I\'m playing around with an application for secure email-like communication and
ID: 649755 • Letter: I
Question
I'm playing around with an application for secure email-like communication and I want to perform length hiding padding on the plaintext messages so they always have a consistent size before encrypting with AES.
I would like to do PKCS7 style padding (if possible), because it's easy to figure out how much to strip from the decrypted output, but how would you do such a padding if the amount of padding exceeds what can be described with one byte? i.e. if I have a message that is 2.000 bytes in size and I want to pad it to become 16.000 bytes in size. This requires a padding size of 14.000 bytes which is 0x36B0 in hex, how would the padding look like for such a value and how can I know that I should take the last two bytes instead of the last byte to find the padding size?
Explanation / Answer
As you note, PKCS7 padding isn't designed to do exactly what you want; it's really designed to allow you to pad up to the next multiple of the block size, that is, to the next multiple of 8 or 16. That it does rather well; however, it's not designed to do what you want with it.
I would note that for block ciphers, as long as you also include a good Message Authentication Code or some other way of ensuring integrity, that the actual padding method isn't critical to security; the AES encryption itself will ensure that there is no information leakage other than message length, and the MAC will ensure that, if the attacker tries to play games with modifying the message, well, that'll always result in a MAC failure, and so that attacker won't learn anything). This is true even if you try to design a padding scheme specifically to leak information (assuming, of course, that your padding method doesn't use the key).

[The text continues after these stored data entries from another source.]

//! # pantry-server
//!
//! Event hub for the real-time sync layer: authenticates WebSocket clients,
//! groups them into household rooms and fans domain events out to them.

pub mod auth;
pub mod client;
pub mod event_bridge;
pub mod server;

pub use auth::{AuthError, TokenAuthenticator};
pub use client::{ClientRegistry, Outgoing};
pub use server::{build_router, start, AppState, InboundEmit, ServerConfig, ServerHandle};
//! # pantry-settings
//!
//! Settings are loaded from three layers (in priority order):
//! 1. **Compiled defaults**: [`PantrySettings::default()`]
//! 2. **User file**: `~/.pantrybot/settings.json` (deep-merged over defaults)
//! 3. **Environment variables**: `PANTRY_*` overrides (highest priority)
//!
//! The loaded value is passed explicitly to the hub, the transport and the
//! telemetry layer; there is no process-wide settings instance.

#![deny(unsafe_code)]

pub mod errors;
pub mod loader;
pub mod types;

pub use errors::{Result, SettingsError};
pub use loader::{apply_env_overrides, apply_overrides, deep_merge, load_settings, load_settings_from_path, settings_path};
pub use types::{LoggingSettings, PantrySettings, ServerSettings, TransportSettings};
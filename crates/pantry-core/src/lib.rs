pub mod credential;
pub mod events;
pub mod ids;
pub mod wire;

pub use credential::Credential;
pub use events::{EventEnvelope, EventType, ItemEventPayload, PayloadError, Record};
pub use ids::{ClientId, HouseholdId, ItemId, ListId, UserId};
pub use wire::{Audience, ClientFrame, Delivery, ServerFrame};
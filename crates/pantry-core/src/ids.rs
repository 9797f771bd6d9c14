use serde::{Deserialize, Serialize};
use std::fmt;
use std::str::FromStr;
use uuid::Uuid;

macro_rules! branded_id {
    ($name:ident, $prefix:expr) => {
        #[derive(Clone, Debug, Hash, Eq, PartialEq, PartialOrd, Ord, Serialize, Deserialize)]
        #[serde(transparent)]
        pub struct $name(String);

        impl $name {
            pub fn new() -> Self {
                Self(format!("{}_{}", $prefix, Uuid::now_v7()))
            }

            pub fn from_raw(s: impl Into<String>) -> Self {
                Self(s.into())
            }

            pub fn as_str(&self) -> &str {
                &self.0
            }
        }

        impl Default for $name {
            fn default() -> Self {
                Self::new()
            }
        }

        impl fmt::Display for $name {
            fn fmt(&self, f: &mut fmt::Formatter<'_>) -> fmt::Result {
                f.write_str(&self.0)
            }
        }

        impl FromStr for $name {
            type Err = std::convert::Infallible;
            fn from_str(s: &str) -> Result<Self, Self::Err> {
                Ok(Self(s.to_owned()))
            }
        }

        impl AsRef<str> for $name {
            fn as_ref(&self) -> &str {
                &self.0
            }
        }

        impl From<&str> for $name {
            fn from(s: &str) -> Self {
                Self::from_raw(s)
            }
        }
    };
}

branded_id!(HouseholdId, "hh");
branded_id!(ListId, "list");
branded_id!(ItemId, "item");
branded_id!(UserId, "user");
branded_id!(ClientId, "client");

#[cfg(test)]
mod tests {
    use super::*;

    #[test]
    fn generated_ids_carry_prefix() {
        assert!(HouseholdId::new().as_str().starts_with("hh_"));
        assert!(ListId::new().as_str().starts_with("list_"));
        assert!(ItemId::new().as_str().starts_with("item_"));
        assert!(UserId::new().as_str().starts_with("user_"));
        assert!(ClientId::new().as_str().starts_with("client_"));
    }

    #[test]
    fn ids_are_unique() {
        let a = HouseholdId::new();
        let b = HouseholdId::new();
        assert_ne!(a, b);
    }

    #[test]
    fn from_raw_preserves_value() {
        let id = HouseholdId::from_raw("H1");
        assert_eq!(id.as_str(), "H1");
        assert_eq!(id.to_string(), "H1");
        assert_eq!(HouseholdId::from("H1"), id);
    }

    #[test]
    fn serializes_as_bare_string() {
        let id = ListId::from_raw("L1");
        assert_eq!(serde_json::to_string(&id).unwrap(), r#""L1""#);
        let parsed: ListId = serde_json::from_str(r#""L1""#).unwrap();
        assert_eq!(parsed, id);
    }

    #[test]
    fn monotonic_ordering() {
        let ids: Vec<ItemId> = (0..50).map(|_| ItemId::new()).collect();
        for w in ids.windows(2) {
            assert!(w[0] < w[1], "not monotonic: {} >= {}", w[0], w[1]);
        }
    }
}
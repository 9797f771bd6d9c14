use std::collections::HashMap;
use std::panic::AssertUnwindSafe;
use std::sync::Arc;

use pantry_core::EventEnvelope;
use parking_lot::RwLock;
use tracing::{trace, warn};

use crate::errors::HandlerError;

pub type HandlerResult = Result<(), HandlerError>;

type HandlerFn = dyn Fn(&EventEnvelope) -> HandlerResult + Send + Sync;

/// A subscriber callback. Identity is the allocation: clones of one
/// `Handler` are the same subscription, two `Handler::new` calls never are.
#[derive(Clone)]
pub struct Handler {
    name: Arc<str>,
    func: Arc<HandlerFn>,
}

impl Handler {
    pub fn new<F>(name: impl Into<String>, func: F) -> Self
    where
        F: Fn(&EventEnvelope) -> HandlerResult + Send + Sync + 'static,
    {
        Self {
            name: Arc::from(name.into()),
            func: Arc::new(func),
        }
    }

    pub fn name(&self) -> &str {
        &self.name
    }

    fn call(&self, envelope: &EventEnvelope) -> HandlerResult {
        (self.func)(envelope)
    }
}

impl PartialEq for Handler {
    fn eq(&self, other: &Self) -> bool {
        std::ptr::addr_eq(Arc::as_ptr(&self.func), Arc::as_ptr(&other.func))
    }
}

impl Eq for Handler {}

impl std::fmt::Debug for Handler {
    fn fmt(&self, f: &mut std::fmt::Formatter<'_>) -> std::fmt::Result {
        f.debug_struct("Handler").field("name", &self.name).finish()
    }
}

/// Outcome of one dispatch.
#[derive(Clone, Copy, Debug, Default, PartialEq, Eq)]
pub struct DispatchReport {
    pub delivered: usize,
    pub failed: usize,
}

/// Event-type → handler set.
///
/// Buckets are removed as soon as their last handler is, so types nobody
/// listens to hold no memory.
#[derive(Default)]
pub struct SubscriptionRegistry {
    handlers: RwLock<HashMap<String, Vec<Handler>>>,
}

impl SubscriptionRegistry {
    pub fn new() -> Self {
        Self::default()
    }

    /// Register `handler` for `event_type`. Returns `false` if it was already registered.
    pub fn on(&self, event_type: &str, handler: &Handler) -> bool {
        let mut handlers = self.handlers.write();
        let bucket = handlers.entry(event_type.to_string()).or_default();
        if bucket.contains(handler) {
            return false;
        }
        bucket.push(handler.clone());
        trace!(event_type, handler = handler.name(), "handler registered");
        true
    }

    /// Remove `handler` from `event_type`. Returns `false` if it was not registered.
    pub fn off(&self, event_type: &str, handler: &Handler) -> bool {
        let mut handlers = self.handlers.write();
        let Some(bucket) = handlers.get_mut(event_type) else {
            return false;
        };
        let before = bucket.len();
        bucket.retain(|h| h != handler);
        let removed = bucket.len() != before;
        if bucket.is_empty() {
            let _ = handlers.remove(event_type);
        }
        if removed {
            trace!(event_type, handler = handler.name(), "handler removed");
        }
        removed
    }

    /// Invoke every handler registered for the envelope's type.
    ///
    /// The handler set is snapshotted first, so handlers may call `on`/`off`.
    /// A failing or panicking handler is logged and the rest still run.
    pub fn dispatch(&self, envelope: &EventEnvelope) -> DispatchReport {
        let snapshot = match self.handlers.read().get(&envelope.event_type) {
            Some(bucket) => bucket.clone(),
            None => {
                trace!(event_type = %envelope.event_type, "no subscribers");
                return DispatchReport::default();
            }
        };

        let mut report = DispatchReport::default();
        for handler in &snapshot {
            match std::panic::catch_unwind(AssertUnwindSafe(|| handler.call(envelope))) {
                Ok(Ok(())) => report.delivered += 1,
                Ok(Err(error)) => {
                    report.failed += 1;
                    warn!(
                        handler = handler.name(),
                        event_type = %envelope.event_type,
                        scope_id = %envelope.scope_id,
                        error = %error,
                        "event handler failed"
                    );
                }
                Err(panic) => {
                    report.failed += 1;
                    warn!(
                        handler = handler.name(),
                        event_type = %envelope.event_type,
                        scope_id = %envelope.scope_id,
                        panic = panic_message(panic.as_ref()),
                        "event handler panicked"
                    );
                }
            }
        }
        report
    }

    pub fn handler_count(&self, event_type: &str) -> usize {
        self.handlers.read().get(event_type).map_or(0, Vec::len)
    }

    /// Event types with at least one handler.
    pub fn event_types(&self) -> Vec<String> {
        let mut types: Vec<String> = self.handlers.read().keys().cloned().collect();
        types.sort();
        types
    }
}

fn panic_message(panic: &(dyn std::any::Any + Send)) -> &str {
    if let Some(s) = panic.downcast_ref::<&str>() {
        s
    } else if let Some(s) = panic.downcast_ref::<String>() {
        s.as_str()
    } else {
        "non-string panic payload"
    }
}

Hence, the only real constraints on your padding scheme is:
Not to leak any information do to the message length (that's the one thing AES does not disguise)
Be able to remove the padding to obtain the original message without ambiguity
As long as you follow those two constraints, you're golden. One obvious way to meet both goals is to pad the message out to a fixed length; and then add a 2 (or 4) byte 'original message length' at either the beginning or the end of the message.
I'm assuming that you aren't concerned about interoperability with existing systems; if you are, then you'll need to live within whatever system they are using.
And, the above answer "the padding method is not critical" applies only to block ciphers along with some MAC); when you consider other cryptographical primitives (say, RSA), the padding method does become important in those cases.